あの蜘蛛の巣のせいで街が壊れていることも……、やっと分かってくれたんだ!」
親の心配とは裏腹に当の本人は嬉しそうに言った。
「でも、じゃないでしょう!?反省もしないでっ!」
目を丸くした母親は呆れた様子で深い溜息を吐くと、
彼方とルルを見てカズラを向かい合わせながら頭を下げて言った。
「うちの子がご迷惑をお掛けしたようで……!
すみません!どうもありがとうございました……!」
礼を言う女性に彼方は両手を前に出しながら、
「あっ……いえ。俺は、カズラ君を送っただけなので……!」と戸惑った様子で言う。
しかし、子供にも頭を下げさせる女性は「いいえ!お世話に成りました……!」と再び礼を言った。
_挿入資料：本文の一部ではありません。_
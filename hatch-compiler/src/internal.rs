//! The internal-builtin registry: a static table built once, consulted by
//! the checker for signatures and by the emitter for lowering.

use hatch_asm::Opcode;

/// One internal builtin. Every builtin takes a single scalar argument and
/// returns `void`; lowering is a single print opcode over the argument.
#[derive(Debug, Clone, Copy)]
pub struct InternalFunction {
    /// The reserved name, e.g. `__internal_print`.
    pub name: &'static str,
    /// Declared parameter type name.
    pub param_type: &'static str,
    /// The opcode the call lowers to.
    pub opcode: Opcode,
}

/// The full registry.
pub const INTERNAL_FUNCTIONS: &[InternalFunction] = &[
    InternalFunction {
        name: "__internal_print",
        param_type: "int",
        opcode: Opcode::PRX,
    },
    InternalFunction {
        name: "__internal_print_char",
        param_type: "char",
        opcode: Opcode::PRC,
    },
];

/// Looks a builtin up by its reserved name.
pub fn internal_function(name: &str) -> Option<&'static InternalFunction> {
    INTERNAL_FUNCTIONS.iter().find(|f| f.name == name)
}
親子が1歩、2歩と前後に動いては彼等の真上で慎重に狙いを定める赤黒い影は、
彼等が身動ぎをする度に翳した手で焦点に合わせる様に追っていく。
頭を上げながら何処か安堵した面持ちのカズラ。
ルルはそんな彼に苦笑いを浮かべて言った。
「お母さんを心配させちゃ駄目ですよ!」
「うん!お姉さんもありがとう!」
対して少年は無邪気な笑みを浮かべてと礼を言った。
その満足気な笑顔を見せる少年に怪人はすかさず手の平の穴から糸を発射する。
音も無く発射された糸。
針の様に細く先端が尖ったその糸は、
小さな少年の足元を射抜くかの如く宙で白い直線を描く。
しかし、その直前。
そんなやり取りを阻害するかのように後方からサイレン音が近づいてきた。
思わず一同はその音の近づく方向を見ると、
パトカーが赤いランプを光らせて向かって来る様子が分かった。
彼等の後方からパトカーからサイレンを鳴らして向かって来ると、
気が付いた4人は思わずくるりと振り返る。
向かってきた車両に一同が後ろに下がって脇道に寄ろうとしたその時。
有ろう事か彼方の足元に白く粘ついたものが飛んで行った。
「……っぅ、うわぁあっ!?
なんだ、これ……!」
脈絡もなく放たれた怪異に驚いて仰け反った彼は自身の足元を凝視した。
べっとりと住宅地の凸凹とした玉石舗装路に付着している糸の先端部を見て言った。
「な、何だ……!?
これって、あの蜘蛛の糸の…!?」
動揺した様子で咄嗟に親子を隠すように両腕を広げて背中で庇うような体勢をとった。
粘性の高い艶やかな白い糸が地面に粘り着いた途端、
石の様に一気に固形化していく様子に彼方は思わず息をのむ。
対してルルは糸が飛んできた方向を見ると、 怪人が屋根の上から両手を向けている事に気が付く。
「カナタさん!上です!!!!
あの屋根の上から狙われています!!!!」
彼女が指し示す指先を見る彼方と親子。
地球人である彼方は怪人の蜘蛛の様な形状の身体や刺々しい赤紫の甲殻の様な鎧を見て、
「何で……!?ここまで追って来たのか!?」と困惑した様子を見せて数歩下がった。
「いつの間にここまで……!」
彼に再び訪れた非現実的な生物との対峙とその脅威。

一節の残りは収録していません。